In 2018, the United States House Committee on Ethics launched an investigation into Schweikert and his chief of staff, Oliver Schwab, over misuse of funds. On July 30, 2020, Schweikert admitted to 11 violation counts and agreed to an official reprimand by the House and a $50,000 fine. The committee found undisclosed loans and campaign contributions; misuse of campaign contributions for personal use; improper spending by his office; and pressuring staffers to do political work. The House Ethics Committee also faulted him for evasive, misleading, and stalling tactics that helped him skirt more serious violations. The report laid out a "surprisingly sizable amount of misconduct over a seven year period." Schweikert said these were inadvertent errors, but the committee reported that "the weight of the evidence" did not support his contention.

117th Congress (2021-2023)

On January 6, 2021, Schweikert was at the U.S. Capitol to certify the 2020 presidential electoral college votes when the Capitol was stormed. He and his staff sheltered in place as the rioters attacked the Capitol. Schweikert did not object to counting Arizona's votes but did object to counting Pennsylvania's. In the wake of the storming of the Capitol, Schweikert voted against the second impeachment of Trump for his role in inciting the attack. In March 2021, he voted against the American Rescue Plan Act of 2021.
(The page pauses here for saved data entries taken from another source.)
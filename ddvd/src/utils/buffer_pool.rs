use std::collections::VecDeque;

/// A buffer pool for subpicture packet assembly.
///
/// Maintains a pool of reusable byte buffers so that packet assembly does
/// not allocate for every subpicture on long menus or subtitle tracks.
#[derive(Debug)]
pub struct BufferPool {
    pool: VecDeque<Vec<u8>>,
    max_size: usize,
    buffer_capacity: usize,
}

impl BufferPool {
    /// Creates a new buffer pool with the specified parameters.
    ///
    /// # Arguments
    ///
    /// * `max_size` - Maximum number of buffers to keep in the pool
    /// * `buffer_capacity` - Initial capacity for each buffer
    pub fn new(max_size: usize, buffer_capacity: usize) -> Self {
        Self {
            pool: VecDeque::with_capacity(max_size),
            max_size,
            buffer_capacity,
        }
    }

    /// Acquires a buffer from the pool or creates a new one if none available.
    pub fn acquire(&mut self) -> Vec<u8> {
        self.pool
            .pop_front()
            .unwrap_or_else(|| Vec::with_capacity(self.buffer_capacity))
    }

    /// Returns a buffer to the pool for reuse.
    pub fn release(&mut self, mut buffer: Vec<u8>) {
        buffer.clear();

        if self.pool.len() < self.max_size {
            self.pool.push_back(buffer);
        }
    }

    pub fn len(&self) -> usize {
        self.pool.len()
    }

    pub fn is_empty(&self) -> bool {
        self.pool.is_empty()
    }
}

impl Default for BufferPool {
    /// Subpicture packets carry a 16-bit size, so 64 KiB always suffices.
    fn default() -> Self {
        Self::new(4, 64 * 1024)
    }
}

#[test]
fn reuse_released_buffers() {
    let mut pool = BufferPool::new(1, 16);

    let mut first = pool.acquire();
    first.extend_from_slice(b"spu");
    let ptr = first.as_ptr();
    pool.release(first);
    assert_eq!(pool.len(), 1);

    let second = pool.acquire();
    assert!(second.is_empty());
    assert_eq!(second.as_ptr(), ptr);

    pool.release(second);
    pool.release(Vec::new());
    assert_eq!(pool.len(), 1);
}
//! Structural events reported by the navigation library.

use log::{debug, info, trace};

use super::{Engine, soft, tolerate};
use crate::process::aspect::check_aspect;
use crate::process::resume::{self, ResumeStep};
use crate::structs::nav::{
    CellInfo, NAV_STILL_VIDEO, NavEvent, STILL_INFINITE, SpuStreamChange,
};
use crate::structs::palette::Clut;
use crate::structs::session::{PlayMode, TvScale};
use crate::utils::errors::EngineError;

impl Engine {
    pub(super) fn handle_nav_event(&mut self, event: NavEvent) -> Result<(), EngineError> {
        match event {
            NavEvent::BlockReady => self.process_sector()?,
            NavEvent::Nop => {}
            NavEvent::StillFrame(length) => self.still_frame(length),
            NavEvent::Wait => {
                trace!("Navigation wait");
                soft(self.io.nav.wait_skip(), "wait_skip");
            }
            NavEvent::ClutChange(words) => {
                trace!("New colour table");
                self.clut = Clut::from_yuv(&words);
            }
            NavEvent::SpuStreamChange(change) => self.spu_stream_change(change),
            NavEvent::AudioStreamChange => {
                if self.session.audio_locked {
                    trace!("Audio stream locked, ignoring stream change");
                } else if let Some(id) = self.io.nav.active_audio_stream() {
                    debug!("Audio stream changed to {id}");
                    self.session.audio_id = i32::from(id);
                }
            }
            NavEvent::Highlight { button, pts } => {
                if let Some(button) = self.highlight.on_event(button, pts) {
                    self.draw_highlight(button);
                }
            }
            NavEvent::VtsChange => self.vts_change()?,
            NavEvent::CellChange(cell) => self.cell_change(cell)?,
            NavEvent::NavPacket { pci, dsi } => {
                if self.nav_still {
                    self.classifier.iframe_mut().request_redisplay();
                }
                self.nav_still = dsi.next_video == NAV_STILL_VIDEO;
                self.pci = *pci;
            }
            NavEvent::HopChannel => {
                trace!("Hop channel");
                self.play_empty(true)?;
            }
            NavEvent::Stop => {
                info!("Navigation reached the end of the disc");
                self.session.playmode = PlayMode::Stopped;
            }
        }
        Ok(())
    }

    fn still_frame(&mut self, length: u32) {
        self.still_frame = true;
        self.classifier.iframe_mut().request_redisplay();
        if length < STILL_INFINITE {
            if !self.timers.wait.is_armed() {
                debug!("Still frame for {length} s");
                let now = self.now();
                self.timers.wait.arm(now, u64::from(length) * 1000);
            }
        } else if !self.wait_for_user {
            debug!("Still frame until user input");
            self.wait_for_user = true;
        }
    }

    fn spu_stream_change(&mut self, change: SpuStreamChange) {
        if self.session.spu_locked {
            trace!("Subtitle stream locked, ignoring stream change");
            return;
        }
        let physical = match self.session.tv_scale {
            TvScale::Off => change.physical_wide,
            TvScale::Letterbox => change.physical_letterbox,
            TvScale::PanScan => change.physical_pan_scan,
        };
        let id = (change.logical >= 0).then_some(physical & 0x1F);
        if id != self.session.spu_active_stream_id {
            self.spu.reset();
        }
        self.session.spu_index = change.logical;
        self.session.spu_active_stream_id = id;
        debug!(
            "Subtitle stream changed to {} ({:?})",
            change.logical, self.session.spu_active_stream_id
        );
    }

    fn vts_change(&mut self) -> Result<(), EngineError> {
        self.play_empty(true)?;
        self.session.audio_locked = false;
        self.session.spu_locked = false;
        self.classifier.formats_mut().reset();

        let nav = self.io.nav.as_ref();
        self.session.dvd_aspect = nav.video_aspect();
        self.session.dvd_scale_perm = nav.video_scale_permission();
        let (scale, policy) = check_aspect(
            self.session.dvd_aspect,
            self.session.dvd_scale_perm,
            self.session.tv_aspect,
            self.session.tv_mode,
        );
        self.session.tv_scale = scale;

        self.spu_languages.rebuild(nav);
        self.session.audio_id = nav.active_audio_stream().map_or(0, i32::from);
        let spu = nav.active_spu_stream().map(|s| s & 0x1F);
        self.session.spu_active_stream_id = spu;
        self.session.spu_index = spu
            .and_then(|s| self.spu_languages.index_of(s))
            .map_or(-1, |i| i as i32);
        info!(
            "Title set changed: aspect {} scale {scale:?}, audio {} subtitle {}",
            self.session.dvd_aspect, self.session.audio_id, self.session.spu_index
        );

        tolerate(self.policy, self.io.video.set_display_policy(policy))?;
        resume::on_vts_change(&mut self.session, self.io.nav.as_mut());
        Ok(())
    }

    fn cell_change(&mut self, cell: CellInfo) -> Result<(), EngineError> {
        trace!("Cell {} of program {}", cell.cell, cell.program);
        self.cell = cell;
        if self.cell_still {
            self.classifier.iframe_mut().request_redisplay();
        }
        self.cell_still = self.io.nav.next_still_flag();

        if let ResumeStep::Restored(snapshot) =
            resume::on_cell_change(&mut self.session, self.io.nav.as_mut())
        {
            self.session.spu_active_stream_id = usize::try_from(snapshot.spu_id)
                .ok()
                .and_then(|i| self.spu_languages.get(i))
                .map(|l| l.stream_id & 0x1F);
            self.play_empty(true)?;
        }
        Ok(())
    }
}

#[cfg(test)]
mod tests {
    use crate::process::classify::private_sector;
    use crate::process::engine::tests::harness;
    use crate::process::spu_decode::tests::SOLID_BLOCK;
    use crate::structs::command::Command;
    use crate::structs::config::PlayerConfig;
    use crate::structs::nav::{CellInfo, NavEvent, SpuStreamChange, lang_code};
    use crate::structs::session::{PlayMode, ResumeSnapshot};
    use anyhow::Result;

    #[test]
    fn title_set_change_picks_up_the_streams() -> Result<()> {
        let mut h = harness(PlayerConfig::default());
        {
            let mut nav = h.nav.0.borrow_mut();
            nav.audio_stream = Some(1);
            nav.spu_stream = Some(0x82);
            nav.spu_streams = vec![(0, lang_code("en")), (2, lang_code("de"))];
            nav.aspect = 3;
        }
        h.nav.push(NavEvent::VtsChange);
        h.engine.start()?;
        h.ticks(1)?;

        let session = h.engine.session();
        assert_eq!(session.audio_id, 1);
        assert_eq!(session.spu_active_stream_id, Some(2));
        assert_eq!(session.spu_index, 1);
        assert!(session.is_dvd_wide());
        assert!(h.video.calls().iter().any(|c| c.starts_with("policy")));
        Ok(())
    }

    #[test]
    fn locked_subtitle_ignores_stream_changes() -> Result<()> {
        let mut h = harness(PlayerConfig::default());
        let change = SpuStreamChange {
            physical_wide: 3,
            physical_letterbox: 4,
            physical_pan_scan: 5,
            logical: 2,
        };
        h.nav.push(NavEvent::SpuStreamChange(change));
        h.engine.start()?;
        h.ticks(1)?;
        assert_eq!(h.engine.session().spu_active_stream_id, Some(3));
        assert_eq!(h.engine.session().spu_index, 2);

        h.commands.send(Command::SetSubtitle(-1))?;
        h.ticks(1)?;
        h.nav.push(NavEvent::SpuStreamChange(change));
        h.ticks(1)?;
        assert_eq!(h.engine.session().spu_active_stream_id, None);
        assert_eq!(h.engine.session().spu_index, -1);
        Ok(())
    }

    #[test]
    fn stream_change_drops_a_partial_subpicture() -> Result<()> {
        let mut h = harness(PlayerConfig::default());
        h.nav.0.borrow_mut().spu_stream = Some(0);
        h.nav.push(NavEvent::VtsChange);
        h.nav.push_block(private_sector(0x20, Some(90_000), &SOLID_BLOCK[..10]));
        h.engine.start()?;
        h.ticks(2)?;
        assert_eq!(h.engine.spu.in_progress(), 10);

        // Same physical stream: the packet keeps collecting.
        let mut change = SpuStreamChange {
            physical_wide: 0,
            physical_letterbox: 0,
            physical_pan_scan: 0,
            logical: 0,
        };
        h.nav.push(NavEvent::SpuStreamChange(change));
        h.ticks(1)?;
        assert_eq!(h.engine.spu.in_progress(), 10);

        change.physical_wide = 1;
        h.nav.push(NavEvent::SpuStreamChange(change));
        h.ticks(1)?;
        assert_eq!(h.engine.session().spu_active_stream_id, Some(1));
        assert_eq!(h.engine.spu.in_progress(), 0);
        Ok(())
    }

    #[test]
    fn timed_still_skips_when_it_elapses() -> Result<()> {
        let mut h = harness(PlayerConfig::default());
        h.nav.push(NavEvent::StillFrame(2));
        h.nav.push(NavEvent::StillFrame(2));
        h.engine.start()?;
        h.ticks(2)?;
        assert_eq!(h.nav.count("still_skip"), 0);

        h.clock.advance(1999);
        h.ticks(1)?;
        assert_eq!(h.nav.count("still_skip"), 0);
        h.clock.advance(1);
        h.ticks(1)?;
        assert_eq!(h.nav.count("still_skip"), 1);
        Ok(())
    }

    #[test]
    fn infinite_still_waits_for_the_user() -> Result<()> {
        let mut h = harness(PlayerConfig::default());
        h.nav.push(NavEvent::StillFrame(0xFF));
        h.nav.push(NavEvent::Stop);
        h.engine.start()?;
        h.ticks(3)?;
        // Reading is suspended, the stop is not reached.
        assert_eq!(h.engine.session().playmode, PlayMode::Playing);

        h.commands.send(Command::Ok)?;
        h.ticks(1)?;
        assert_eq!(h.nav.count("still_skip"), 1);
        assert!(!h.engine.tick()?);
        Ok(())
    }

    #[test]
    fn resume_jumps_then_seeks() -> Result<()> {
        let mut h = harness(PlayerConfig {
            resume: Some(ResumeSnapshot {
                title: 2,
                chapter: 3,
                block: 777,
                audio_id: 0,
                audio_lock: true,
                spu_id: 1,
                spu_lock: true,
            }),
            ..Default::default()
        });
        h.nav.0.borrow_mut().spu_streams = vec![(0, lang_code("en")), (5, lang_code("fr"))];
        h.nav.push(NavEvent::VtsChange);
        h.nav.push(NavEvent::CellChange(CellInfo::default()));
        h.nav.push(NavEvent::CellChange(CellInfo::default()));
        h.engine.start()?;
        h.ticks(3)?;

        assert_eq!(h.nav.calls()[2..], ["part_play 2 3", "sector_search 777"]);
        let session = h.engine.session();
        assert_eq!(session.spu_active_stream_id, Some(5));
        assert_eq!(session.spu_index, 1);
        assert!(session.audio_locked && session.spu_locked);
        Ok(())
    }

    #[test]
    fn stop_ends_the_session() -> Result<()> {
        let mut h = harness(PlayerConfig::default());
        h.nav.push(NavEvent::Stop);
        h.engine.start()?;
        assert!(!h.engine.tick()?);
        assert_eq!(h.engine.session().playmode, PlayMode::Stopped);
        Ok(())
    }
}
As of August 2022, Schweikert had voted in line with Joe Biden's stated position 11% of the time.

Schweikert voted against the Infrascructure Investment and Jobs Act.

Committee assignments
For the 117th United States Congress, Schweikert serves on the following committees:
Committee on Ways and Means
 Subcommittee on Health
Subcommittee on Select Revenue Measures
Joint Economic Committee

The House Republican Steering Committee removed Schweikert from the Committee on Financial Services in late 2012 as part of a larger party leadership-caucus shift. He, Justin Amash and Tim Huelskamp wrote to Speaker of the House John Boehner asking why they had lost their committee posts. Politico quoted a spokesperson for Representative Lynn Westmoreland saying that Schweikert, Amash and Huelskamp were removed for "their inability to work with other members."

Caucus memberships 
 Freedom Caucus (left caucus in 2023)
Congressional Western Caucus
U.S.–Japan Caucus
Republican Study Committee

Political positions

Abortion 
Schweikert is anti-abortion. He has attributed his opposition to abortion to his own adoption.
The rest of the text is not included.